This year I joined several fellow photographers for an evening photo walk near the main entrance to the Kentucky Exposition Center. While going around the parking lot at one of the restaurants there I came across this 1941 Ford Pickup. While I was photographing the hood and grill details the builder of the truck came up to chat. His name is Larry Burchett and he owns B Rod or Custom in Knoxville, TN. He gave me his card and a little background on the vehicle. I went home that evening and while processing the images I shot that evening I decided to call him and ask him to allow me to shoot it again in a better setting. The images from the restaurant were interesting but they had reflections of a late model truck on the sides of the pickup and I thought I could get some nice shots in another setting.

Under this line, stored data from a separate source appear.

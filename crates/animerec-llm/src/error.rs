use animerec_core::RecommenderError;
use thiserror::Error;

/// Errors returned by the chat completion client.
#[derive(Debug, Error)]
pub enum LlmError {
    /// No API key was configured.
    #[error("missing API key, set OPENAI_API_KEY")]
    MissingApiKey,

    /// The request could not be sent or the body could not be read.
    #[error("HTTP error: {0}")]
    Http(#[from] reqwest::Error),

    /// The service answered with a non-success status.
    #[error("API error {status}: {body}")]
    Api {
        /// HTTP status code.
        status: u16,
        /// Response body as returned by the service.
        body: String,
    },

    /// The response carried no message content.
    #[error("response contained no completion")]
    EmptyResponse,
}

impl From<LlmError> for RecommenderError {
    fn from(err: LlmError) -> Self {
        Self::generation(err)
    }
}

/// Result type alias for LLM operations.
pub type Result<T> = std::result::Result<T, LlmError>;
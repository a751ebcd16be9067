use serde::{Deserialize, Serialize};

/// Maximum number of items in a context.
pub const MAX_ITEMS: usize = 5;
/// Maximum number of chunks taken from one item.
pub const MAX_CHUNKS_PER_ITEM: usize = 3;
/// Rank fraction of the high threshold in the sorted relevance list.
pub const HIGH_RANK_FRACTION: f64 = 0.2;
/// Rank fraction of the minimum threshold (the median).
pub const MIN_RANK_FRACTION: f64 = 0.5;
/// Result sets up to this size use the fallback thresholds.
pub const SMALL_SET_LEN: usize = 5;
/// Fallback high threshold as a fraction of the top relevance.
pub const FALLBACK_HIGH_RATIO: f64 = 0.8;
/// High threshold when there are no hits at all.
pub const EMPTY_HIGH_THRESHOLD: f64 = 0.5;
/// Minimum threshold when there are no hits at all.
pub const EMPTY_MIN_THRESHOLD: f64 = 0.3;
/// A continuity chunk must reach this fraction of the item's best relevance.
pub const CONTINUITY_RATIO: f64 = 0.85;
/// Continuity chunks are only added while fewer than this many are selected.
pub const CONTINUITY_LIMIT: usize = 2;

/// Tunables of the context selection.
///
/// The defaults are the reference values; changing them changes which
/// chunks end up in the context.
#[derive(Debug, Clone, PartialEq, Serialize, Deserialize)]
pub struct SelectionConfig {
    pub max_items: usize,
    pub max_chunks_per_item: usize,
    pub high_rank_fraction: f64,
    pub min_rank_fraction: f64,
    pub small_set_len: usize,
    pub fallback_high_ratio: f64,
    pub empty_high_threshold: f64,
    pub empty_min_threshold: f64,
    pub continuity_ratio: f64,
    pub continuity_limit: usize,
}

impl Default for SelectionConfig {
    fn default() -> Self {
        Self {
            max_items: MAX_ITEMS,
            max_chunks_per_item: MAX_CHUNKS_PER_ITEM,
            high_rank_fraction: HIGH_RANK_FRACTION,
            min_rank_fraction: MIN_RANK_FRACTION,
            small_set_len: SMALL_SET_LEN,
            fallback_high_ratio: FALLBACK_HIGH_RATIO,
            empty_high_threshold: EMPTY_HIGH_THRESHOLD,
            empty_min_threshold: EMPTY_MIN_THRESHOLD,
            continuity_ratio: CONTINUITY_RATIO,
            continuity_limit: CONTINUITY_LIMIT,
        }
    }
}

impl SelectionConfig {
    /// Create a configuration with the reference values.
    pub fn new() -> Self {
        Self::default()
    }

    /// Set the maximum number of items in the context.
    pub fn with_max_items(mut self, max_items: usize) -> Self {
        self.max_items = max_items;
        self
    }

    /// Set the maximum number of chunks per item.
    pub fn with_max_chunks_per_item(mut self, max_chunks: usize) -> Self {
        self.max_chunks_per_item = max_chunks;
        self
    }

    /// Set the rank fractions of the high and minimum thresholds.
    ///
    /// Both are clamped to `[0.0, 1.0)`.
    pub fn with_rank_fractions(mut self, high: f64, min: f64) -> Self {
        self.high_rank_fraction = high.clamp(0.0, 0.999);
        self.min_rank_fraction = min.clamp(0.0, 0.999);
        self
    }

    /// Set the continuity ratio.
    pub fn with_continuity_ratio(mut self, ratio: f64) -> Self {
        self.continuity_ratio = ratio;
        self
    }
}
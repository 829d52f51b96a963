// SPDX-FileCopyrightText: 2026 Courier Contributors
// SPDX-License-Identifier: MIT OR Apache-2.0

//! In-memory offset store.

use std::collections::HashMap;
use std::sync::Arc;

use async_trait::async_trait;
use courier_core::{CourierError, OffsetStore};
use tokio::sync::Mutex;

/// [`OffsetStore`] backed by a shared `HashMap`. Clones share state, so a
/// clone handed to a second engine models a process relaunch over the same
/// durable store.
#[derive(Default, Clone)]
pub struct MemoryOffsetStore {
    offsets: Arc<Mutex<HashMap<String, u64>>>,
    saves: Arc<Mutex<Vec<(String, u64)>>>,
}

impl MemoryOffsetStore {
    pub fn new() -> Self {
        Self::default()
    }

    /// Every `save` call, in order.
    pub async fn saves(&self) -> Vec<(String, u64)> {
        self.saves.lock().await.clone()
    }
}

#[async_trait]
impl OffsetStore for MemoryOffsetStore {
    async fn load(&self, session_id: &str) -> Result<Option<u64>, CourierError> {
        Ok(self.offsets.lock().await.get(session_id).copied())
    }

    async fn save(&self, session_id: &str, offset: u64) -> Result<(), CourierError> {
        self.offsets
            .lock()
            .await
            .insert(session_id.to_string(), offset);
        self.saves
            .lock()
            .await
            .push((session_id.to_string(), offset));
        Ok(())
    }

    async fn clear(&self, session_id: &str) -> Result<(), CourierError> {
        self.offsets.lock().await.remove(session_id);
        Ok(())
    }
}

Larry agreed to meet me late Saturday at Papa John’s Stadium where we could have the cabooses that people use for pre-game parties as a backdrop. I had been experimenting with an 8mm Sigma Fisheye lens during the weekend and I wanted to shoot this truck with it again. I also used my Nikkor 18-55 mm lens and my 12-24 mm Nikkor for this shoot.

Today as I processed the images I decided to experiment with using Topaz and NIK plugins after creating HDR images from each bracket set. I shoot a three frame bracket set nearly all the time because I really want the option of creating HDR images. By doing so I also have a Normal Exposure frame that I can quickly process as a jpeg if the need for quick turnaround presents itself such as for immediate publication.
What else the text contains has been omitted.